Padmavati was the fake news of the medieval world
Opinion

Padmavati was the fake news of the medieval world

The cyberspace is now essential to the political management of memory, whether it is dubious historical claims about the Armenian genocide, or Hindu claims about the Taj Mahal.

Deepika Padukone in the film Padmavati

Deepika Padukone as Padmini in the film Padmavati

The cyberspace is now essential to the political management of memory, whether it is dubious historical claims about the Armenian genocide, or Hindu claims about the Taj Mahal.

Padmavati, had she existed, would have perfectly understood the problem of fake news that bedevils the profession of journalism, public life, and the institutions of democracy in any number of countries today. She would have understood that established criteria of credibility, such as those that historians and journalists rely on, often ring less true for people than compelling, if factually dubious, narratives about identity, community, and politics.

She might have conjectured that the legend of Padmavati, born of the mind of a 16th century poet writing in Avadhi and sustained by the anti-colonial imagination, was equally a creation of the political power of spectacular media and what the scholar Henry Jenkins calls “spreadable” media.

Historian Partha Chatterjee tell us that anti-colonial nationalism was as much a cultural project as a political one. Colonised Indians did not concede cultural sovereignty to the British even as they were politically subjugated. Autonomy over the realm of culture has then been a fundamental attribute of Indian identity from colonial times onward. And the right to control the representation of the community, in public discourse, documents, and media, has been key to expressions of cultural identity.

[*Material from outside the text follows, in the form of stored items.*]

#[derive(Debug, Clone, Serialize, Deserialize)]
#[serde(rename_all = "camelCase")]
pub struct TransferRequest {
    pub items: Vec<ContentUnit>,
    pub destination: Destination,
    #[serde(default)]
    pub action: TransferAction,
    #[serde(default)]
    pub layout: Layout,
    #[serde(default)]
    pub conflict: ConflictPolicy,
    #[serde(default)]
    pub custom_name: Option<String>,
    #[serde(default)]
    pub version_suffix: bool,
}

impl TransferRequest {
    pub fn new(items: Vec<ContentUnit>, destination: Destination) -> Self {
        Self {
            items,
            destination,
            action: TransferAction::default(),
            layout: Layout::default(),
            conflict: ConflictPolicy::default(),
            custom_name: None,
            version_suffix: false,
        }
    }

    pub fn with_action(mut self, action: TransferAction) -> Self {
        self.action = action;
        self
    }

    pub fn with_layout(mut self, layout: Layout) -> Self {
        self.layout = layout;
        self
    }

    pub fn with_conflict(mut self, conflict: ConflictPolicy) -> Self {
        self.conflict = conflict;
        self
    }

    pub fn with_custom_name(mut self, name: impl Into<String>) -> Self {
        self.layout = Layout::Custom;
        self.custom_name = Some(name.into());
        self
    }

    /// Shape checks that need no I/O.
    pub fn validate(&self) -> VaultResult<()> {
        if let Destination::Local { root } = &self.destination {
            if root.as_os_str().is_empty() {
                return Err(VaultError::InvalidRequest("no destination".into()));
            }
        }
        let custom = self.layout == Layout::Custom || self.custom_name.is_some();
        if custom && self.items.len() != 1 {
            return Err(VaultError::InvalidRequest(format!(
                "a custom name needs exactly one item, got {}",
                self.items.len()
            )));
        }
        if self.layout == Layout::Custom
            && !matches!(self.custom_name.as_deref(), Some(n) if !n.trim().is_empty())
        {
            return Err(VaultError::InvalidRequest("custom layout requires a name".into()));
        }
        Ok(())
    }
}

/// Planned target of one item as shown before a transfer starts.
#[derive(Debug, Clone, PartialEq, Eq, Serialize, Deserialize)]
#[serde(rename_all = "camelCase")]
pub struct ConflictInfo {
    pub item: String,
    pub source: String,
    pub target: String,
    pub exists: bool,
}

That right is now asserted against the postcolonial state as it was earlier against its colonial predecessor. The guardians and spokespersons of community, usually self-appointed, are mostly men and, more often than not, men with a regressive politics. It is this very logic that informed Tilak’s opposition to the Age of Consent Act in 1891, which targeted child marriage, the Muslim male opposition to the Shah Bano case in the 1980s, and the recent opposition of Hindu goons to the film on Padmavati.

To this historical mix, add the pervasive reach of global televisual media. We live, as the French philosopher Guy Debord explained, in the society of the spectacle. The round-the-clock depiction of life on television is key to this condition. This fact informs every act of public violence and is part of the calculation of those who commit such acts of violence, whether the terrorists responsible for 9/11 and 26/11, mass shooters in the US, or the Hindu nationalist groups making threats to the actors and director of Padmavati.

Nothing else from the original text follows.